The Vanishing Half: Brit Bennett

The Vanishing Half by Brit Bennett is a novel about the Vignes twins, who grow up together in the small (fictional) Southern Black town of Mallard, Louisiana, in which the residents of the town have been modifying the population to be lighter and lighter skinned with each passing generation. The two girls run away together at the age of 16 to New Orleans. Years later, one of the women returns to Mallard with a dark-skinned daughter, and the other disappears completely, severing the relationship with her sister and her family to live life as a white woman. Over the multiple decades from the 1950s to the 1990s, we check in with each of the women and their daughters and learn how they deal with the choices they’ve made. This is a brilliant and emotional story about racial passing and what we gain and lose with complete transformation. — Julie Travers

The Exiles: Christina Baker Kline

The book “The Exiles” by Christina Baker Kline is a historical novel taking place in the 1840s. It tells the story of Evangeline, a young English governess, and Hazel, an Irish teenager, who meet on a transport ship to the penal colony on Van Dieman’s Land, (Tasmania), along with the story of Mathinna, the orphaned daughter of the Chief of the Lowreenne tribe, who has been appropriated by the wife of the new British governor of Van Diemen’s Land. While this is a gritty, fascinating story with plenty of substance, I found it to be a quick read. Along with the strong female characters, the background of Australian history will pull you in and keep you interested. Two things I found disappointing, Mathinna’s story has a very thin connection to Evangeline and Hazel and eventually just peters out. I wish the author had given her storyline a stronger ending. Also, about halfway through the book an upsetting event occurs that almost made me stop reading the book, but the story was compelling enough to keep me reading until the end. — Denise Runyan

Louise Glück is Awarded the Nobel Prize in Literature

Check out these books of poetry by American poet Louise Glück, who won the 2020 Nobel Prize in Literature.

Averno
The seven ages
Faithful and virtuous night
A village life
Meadowlands
The best of the best American poetry

Luster: Raven Leilani

I highly recommend this book, and I highly recommend you read it right now. It is just a slender novel, but this book is packed with so much and the majority of it made me feel deeply uncomfortable. Edie is a 23-year-old Black woman living in roach-infested apartment in Bushwick and working at a publishing company when she meets Eric, a digital archivist who is white and more than double her age. They begin seeing each other, as he is in an open marriage, but it is not long before the stories of Edie, Eric, his wife Rebecca, and his adopted daughter, Akila are all wrapped up together tightly. My head was spinning from being depressed by Edie’s story to being completely enthralled by her story. Along the way, the reader is affronted by the way systems of race, class, and gender disadvantage some and prop others up. Leilani’s writing style might not be for everyone, but I found it fresh and intimate. — Julie Travers

Episode 16: Interview with Journalist & Author, Steve Marantz

 

Steve Marantz is an author, journalist, and podcaster. His expansive career started in the newsroom of the Kansas City Star. He then moved on to the Boston Globe where he first covered sports, and then general assignment news and politics. He spent time at Sporting News Magazine and the Boston Herald before moving to ESPN.com and E:60, the sports newsmagazine broadcast by ESPN. He has written four books, including The Rhythm Boys of Omaha Central: High School Basketball at the ’68 Racial Divide and Citizen Akoy: Basketball and the Making of a South Sudanese American. He has recently started his own podcast, Championship Stories.

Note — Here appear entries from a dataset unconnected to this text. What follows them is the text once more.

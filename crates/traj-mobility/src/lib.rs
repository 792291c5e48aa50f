//! `traj-mobility` — segment-to-segment mobility model built from routes.
//!
//! # Crate layout
//!
//! | Module       | Contents                                                         |
//! |--------------|------------------------------------------------------------------|
//! | [`record`]   | `TransitionKey`, `TransitionRecord`, `Transition`, `LocationRecord` |
//! | [`store`]    | `ModelStore` trait, `MemoryStore`                                |
//! | [`sqlite`]   | `SqliteStore` (feature = `"sqlite"`)                             |
//! | [`model`]    | `MobilityModel<G, R, S>`, `IngestReport`                         |
//! | [`config`]   | `ModelConfig` (TOML)                                             |
//! | [`export`]   | `export_csv` / `import_csv`                                      |
//! | [`parallel`] | `ingest_partitioned` (feature = `"parallel"`)                    |
//! | [`error`]    | `MobilityError`, `MobilityResult<T>`                             |
//!
//! # Feature flags
//!
//! | Flag       | Effect                                                        |
//! |------------|---------------------------------------------------------------|
//! | `sqlite`   | Durable store via `rusqlite` (default).                       |
//! | `parallel` | Weekday-partitioned ingestion on the Rayon pool.              |
//! | `serde`    | Derives `Serialize`/`Deserialize` on the geometry types.      |
//!
//! # Model
//!
//! For every `(segment_from, weekday)` the outgoing transition probabilities
//! are `count / Σcount`.  Probabilities are rebuilt wholesale by
//! [`MobilityModel::finalize_probabilities`], never updated incrementally.

pub mod config;
pub mod error;
pub mod export;
pub mod model;
pub mod record;
pub mod store;

#[cfg(feature = "sqlite")]
pub mod sqlite;

#[cfg(feature = "parallel")]
pub mod parallel;

#[cfg(test)]
mod tests;

pub use config::{DEFAULT_FALLBACK_SPEED_KMH, ModelConfig};
pub use error::{MobilityError, MobilityResult};
pub use export::{export_csv, import_csv};
pub use model::{IngestReport, MobilityModel};
pub use record::{LocationRecord, Transition, TransitionKey, TransitionRecord, transition_probabilities};
pub use store::{MemoryStore, ModelStore};

#[cfg(feature = "sqlite")]
pub use sqlite::SqliteStore;

#[cfg(feature = "parallel")]
pub use parallel::ingest_partitioned;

Episode 15: Interview with poet and author Clem Schoenebeck

 

Clem Schoenebeck has published both a book of poetry, Where the Time Went: Poems at Eighty and a memoir, Dancing with Fireflies: One Man’s Escape From Insanity. On today’s episode, Julie and Clem discuss the way that poetry and writing can be a form of therapy and how to get started with an artistic endeavor at any point in your life.